Lines after the one containing "#[derive(Debug, Clone, PartialEq, Eq, Serialize, Deserialize)]" are to be omitted; print exactly each line from the start of the records up to and including it.

*** EXTRACTED INFORMATION

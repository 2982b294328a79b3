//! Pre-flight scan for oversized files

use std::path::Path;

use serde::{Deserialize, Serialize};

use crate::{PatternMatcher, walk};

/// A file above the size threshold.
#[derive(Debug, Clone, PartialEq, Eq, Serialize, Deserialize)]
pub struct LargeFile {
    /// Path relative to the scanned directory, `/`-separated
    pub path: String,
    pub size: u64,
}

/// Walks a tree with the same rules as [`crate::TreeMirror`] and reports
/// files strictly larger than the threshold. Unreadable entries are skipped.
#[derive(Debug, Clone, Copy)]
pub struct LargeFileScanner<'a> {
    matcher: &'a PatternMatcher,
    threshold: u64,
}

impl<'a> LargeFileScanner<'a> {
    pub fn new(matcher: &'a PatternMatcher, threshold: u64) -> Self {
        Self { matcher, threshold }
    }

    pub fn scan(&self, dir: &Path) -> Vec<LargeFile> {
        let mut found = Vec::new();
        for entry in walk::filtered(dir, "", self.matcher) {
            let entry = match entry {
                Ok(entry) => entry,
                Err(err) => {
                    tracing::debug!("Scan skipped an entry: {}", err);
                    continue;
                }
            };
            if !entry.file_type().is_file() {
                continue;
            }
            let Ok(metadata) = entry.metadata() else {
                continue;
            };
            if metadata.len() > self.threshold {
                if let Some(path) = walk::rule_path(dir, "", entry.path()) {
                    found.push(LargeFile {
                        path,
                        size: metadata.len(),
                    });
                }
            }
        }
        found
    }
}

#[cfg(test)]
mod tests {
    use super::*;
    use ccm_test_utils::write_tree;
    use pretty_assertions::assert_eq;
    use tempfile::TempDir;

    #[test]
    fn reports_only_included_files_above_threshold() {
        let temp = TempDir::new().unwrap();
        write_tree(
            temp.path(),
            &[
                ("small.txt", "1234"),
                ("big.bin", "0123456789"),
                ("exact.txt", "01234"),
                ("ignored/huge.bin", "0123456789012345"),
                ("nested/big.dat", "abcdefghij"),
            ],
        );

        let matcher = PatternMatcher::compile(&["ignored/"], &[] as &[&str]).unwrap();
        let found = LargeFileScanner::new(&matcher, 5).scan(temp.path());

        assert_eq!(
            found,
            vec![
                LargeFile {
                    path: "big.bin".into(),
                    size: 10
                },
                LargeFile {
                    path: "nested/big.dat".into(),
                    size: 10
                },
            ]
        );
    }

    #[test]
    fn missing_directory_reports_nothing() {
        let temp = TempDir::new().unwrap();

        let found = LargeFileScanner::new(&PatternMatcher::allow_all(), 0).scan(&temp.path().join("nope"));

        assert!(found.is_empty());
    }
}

******

RESULT OF THE TASK
repository 2982b294328a79b3
//! Pre-flight scan for oversized files

use std::path::Path;

use serde::{Deserialize, Serialize};

use crate::{PatternMatcher, walk};

/// A file above the size threshold.
#[derive(Debug, Clone, PartialEq, Eq, Serialize, Deserialize)]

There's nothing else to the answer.